En una ocasión, viviendo nuestra familia en Jarabacoa, el médico del pueblo la mandó a buscar para que le ayudara en un parto difícil, en el que tanto la criatura como la madre, corrían grave peligro. Ella se hizo cargo de la bebita y la reanimó, dándole respiración boca a boca y sumergiéndola, alternativamente, en agua templada y luego en agua fría.
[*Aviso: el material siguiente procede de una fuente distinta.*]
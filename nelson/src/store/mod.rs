//! Chat session store.
//!
//! Single source of truth for chats, the active chat pointer and UI
//! navigation state. Mutations apply in memory, notify subscribers, and
//! then write a [`PersistedSnapshot`] through to [`Storage`] best-effort.
//!
//! Unknown chat or message ids are silent no-ops everywhere.

mod snapshot;
mod stats;
mod storage;

use std::collections::HashSet;
use std::sync::Arc;

use chrono::Utc;
use serde::Serialize;
use tokio::sync::broadcast;
use tracing::{debug, warn};

use crate::models::{derive_title, Chat, ChatMode, Message, Screen, UiState};

pub use snapshot::{PersistedSnapshot, STORAGE_KEY};
pub use stats::UsageStats;
pub use storage::{FileStorage, MemoryStorage, Storage, StorageError};

/// Capacity of the change-notification channel.
const EVENT_CAPACITY: usize = 256;

/// Change notification published after every effective mutation.
#[derive(Debug, Clone, PartialEq, Eq, Serialize)]
#[serde(tag = "type", rename_all = "snake_case")]
pub enum StoreEvent {
    ChatCreated { chat_id: String },
    ChatDeleted { chat_id: String },
    ChatRenamed { chat_id: String, title: String },
    CurrentChatChanged { chat_id: Option<String> },
    MessageAdded { chat_id: String, message_id: String },
    MessageUpdated { chat_id: String, message_id: String },
    UiChanged { ui: UiState },
    Cleared,
}

/// In-memory chat state with write-through persistence.
pub struct ChatStore {
    /// Most recent first.
    chats: Vec<Chat>,
    ui: UiState,
    storage: Arc<dyn Storage>,
    tx: broadcast::Sender<StoreEvent>,
}

impl ChatStore {
    /// Create an empty store backed by `storage`, ignoring anything stored.
    pub fn new(storage: Arc<dyn Storage>) -> Self {
        let (tx, _rx) = broadcast::channel(EVENT_CAPACITY);
        Self {
            chats: Vec::new(),
            ui: UiState::default(),
            storage,
            tx,
        }
    }

    /// Restore the store from its persisted snapshot, or start empty.
    ///
    /// A missing record means first run; an unreadable one is logged and
    /// replaced by defaults on the next write.
    pub fn load(storage: Arc<dyn Storage>) -> Self {
        let mut store = Self::new(storage);

        let snapshot = match store.storage.get(STORAGE_KEY) {
            Ok(Some(json)) => match PersistedSnapshot::from_json(&json) {
                Ok(snapshot) => Some(snapshot),
                Err(e) => {
                    warn!(error = %e, "Discarding unreadable chat snapshot");
                    None
                }
            },
            Ok(None) => None,
            Err(e) => {
                warn!(error = %e, "Failed to read chat snapshot");
                None
            }
        };

        if let Some(snapshot) = snapshot {
            let mut seen = HashSet::new();
            store.chats = snapshot
                .chats
                .into_iter()
                .filter(|chat| seen.insert(chat.id.clone()))
                .collect();
            store.ui.selected_mode = snapshot.selected_mode;
            store.ui.dark_mode = snapshot.dark_mode;
            debug!(chats = store.chats.len(), "Restored chat snapshot");
        }

        store
    }

    /// Subscribe to change notifications.
    pub fn subscribe(&self) -> broadcast::Receiver<StoreEvent> {
        self.tx.subscribe()
    }

    // === Reads ===

    /// All chats, most recent first.
    pub fn chats(&self) -> &[Chat] {
        &self.chats
    }

    pub fn chat(&self, chat_id: &str) -> Option<&Chat> {
        self.chats.iter().find(|c| c.id == chat_id)
    }

    pub const fn ui(&self) -> &UiState {
        &self.ui
    }

    /// The chat named by the active pointer, or `None` if the pointer is
    /// unset or dangling.
    pub fn current_chat(&self) -> Option<&Chat> {
        self.ui
            .current_chat_id
            .as_deref()
            .and_then(|id| self.chat(id))
    }

    /// Usage summary shown on the profile screen.
    pub fn stats(&self) -> UsageStats {
        UsageStats::from_chats(&self.chats)
    }

    // === Chat management ===

    /// Create a chat, make it active, leave the welcome view. Returns its id.
    pub fn create_chat(&mut self, mode: ChatMode) -> String {
        let chat = Chat::new(mode);
        let chat_id = chat.id.clone();

        self.chats.insert(0, chat);
        self.ui.current_chat_id = Some(chat_id.clone());
        self.ui.show_welcome = false;

        self.commit(StoreEvent::ChatCreated {
            chat_id: chat_id.clone(),
        });
        chat_id
    }

    /// Remove a chat. Deleting the active chat returns to the welcome view.
    pub fn delete_chat(&mut self, chat_id: &str) {
        let before = self.chats.len();
        self.chats.retain(|c| c.id != chat_id);
        if self.chats.len() == before {
            return;
        }

        if self.ui.current_chat_id.as_deref() == Some(chat_id) {
            self.ui.current_chat_id = None;
            self.ui.show_welcome = true;
        }

        self.commit(StoreEvent::ChatDeleted {
            chat_id: chat_id.to_string(),
        });
    }

    pub fn rename_chat(&mut self, chat_id: &str, title: &str) {
        let Some(chat) = self.chat_mut(chat_id) else {
            return;
        };
        chat.title = title.to_string();
        chat.updated_at = Utc::now();

        self.commit(StoreEvent::ChatRenamed {
            chat_id: chat_id.to_string(),
            title: title.to_string(),
        });
    }

    /// Point the active chat at `chat_id` without checking that it exists.
    pub fn set_current_chat(&mut self, chat_id: &str) {
        self.ui.current_chat_id = Some(chat_id.to_string());
        self.ui.show_welcome = false;

        self.commit(StoreEvent::CurrentChatChanged {
            chat_id: Some(chat_id.to_string()),
        });
    }

    // === Message management ===

    /// Append a message. The first message of a chat also sets its title.
    pub fn add_message(&mut self, chat_id: &str, message: Message) {
        let Some(chat) = self.chat_mut(chat_id) else {
            return;
        };

        if chat.messages.is_empty() {
            chat.title = derive_title(&message.content);
        }
        let message_id = message.id.clone();
        chat.messages.push(message);
        chat.updated_at = Utc::now();

        self.commit(StoreEvent::MessageAdded {
            chat_id: chat_id.to_string(),
            message_id,
        });
    }

    /// Replace a message's content in place and refresh its timestamp.
    pub fn update_message(&mut self, chat_id: &str, message_id: &str, content: &str) {
        let Some(chat) = self.chat_mut(chat_id) else {
            return;
        };
        let Some(message) = chat.messages.iter_mut().find(|m| m.id == message_id) else {
            return;
        };

        let now = Utc::now();
        message.content = content.to_string();
        message.timestamp = now;
        chat.updated_at = now;

        self.commit(StoreEvent::MessageUpdated {
            chat_id: chat_id.to_string(),
            message_id: message_id.to_string(),
        });
    }

    // === UI state ===

    pub fn set_show_welcome(&mut self, show: bool) {
        self.ui.show_welcome = show;
        self.commit_ui();
    }

    pub fn set_selected_mode(&mut self, mode: ChatMode) {
        self.ui.selected_mode = mode;
        self.commit_ui();
    }

    pub fn set_current_screen(&mut self, screen: Screen) {
        self.ui.current_screen = screen;
        self.commit_ui();
    }

    pub fn set_dark_mode(&mut self, dark_mode: bool) {
        self.ui.dark_mode = dark_mode;
        self.commit_ui();
    }

    /// Forget every chat and preference, including the persisted record.
    pub fn clear_all(&mut self) {
        self.chats.clear();
        self.ui = UiState::default();

        let _ = self.tx.send(StoreEvent::Cleared);
        if let Err(e) = self.storage.remove(STORAGE_KEY) {
            warn!(error = %e, "Failed to remove chat snapshot");
        }
    }

    // === Internals ===

    fn chat_mut(&mut self, chat_id: &str) -> Option<&mut Chat> {
        self.chats.iter_mut().find(|c| c.id == chat_id)
    }

    fn commit_ui(&mut self) {
        let ui = self.ui.clone();
        self.commit(StoreEvent::UiChanged { ui });
    }

    /// Publish a change, then write the snapshot through. The in-memory
    /// state is already updated when this runs; a failed write only loses
    /// durability.
    fn commit(&self, event: StoreEvent) {
        // No receivers is fine.
        let _ = self.tx.send(event);
        self.persist();
    }

    fn persist(&self) {
        let snapshot = PersistedSnapshot::capture(&self.chats, &self.ui);
        let json = match snapshot.to_json() {
            Ok(json) => json,
            Err(source) => {
                let e = StorageError::Serialize {
                    key: STORAGE_KEY.to_string(),
                    source,
                };
                warn!(error = %e, "Failed to encode chat snapshot");
                return;
            }
        };
        if let Err(e) = self.storage.set(STORAGE_KEY, &json) {
            warn!(error = %e, "Failed to persist chat snapshot");
        }
    }
}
Cuando la niña gritó hubo una gran algarabía entre los familiares, por lo que no es de extrañar que le pusiesen por nombre Altagracia.
Pero también en Jarabacoa, a mi madre se le presentó el parto de mi hermana menor con la mala suerte de que el doctor estaba fuera de la ciudad; así que esa madrugada, mi padre fue por la vecina--doña Lolita, su comadre, a quien mamá le había realizado un parto en su propia casa--y entre los tres, trajeron felizmente al mundo a Teresita.
En este mes de las madres siento que extraño, más que nunca antes, a mi madre, a quien le di “mucha agua a beber” con mi militancia en el Movimiento Revolucionario 14 de Junio y durante los “aciagos 12 años de Balaguer”. Recuerdo que me miraba y decía, moviendo la cabeza inclinada hacia un lado: “tan buen pelo en tan mala cabeza”.
Mamá sabía, sin embargo, que de ella aprendí a rebelarme contra las injusticias sociales pues nosotras, siendo muy pequeñas, la vimos haciendo política clandestina en contra del trujillato, corriendo iguales o peores riesgos y sacrificándose por los más humildes y necesitados.
¡Qué todos nuestros lectores pasen un feliz Día de las Madres! Quizás en otra entrega les hable un poco más acerca de Tatá Nadal.
Santo Domingo, R.D., lunes, 16 de mayo de 2011.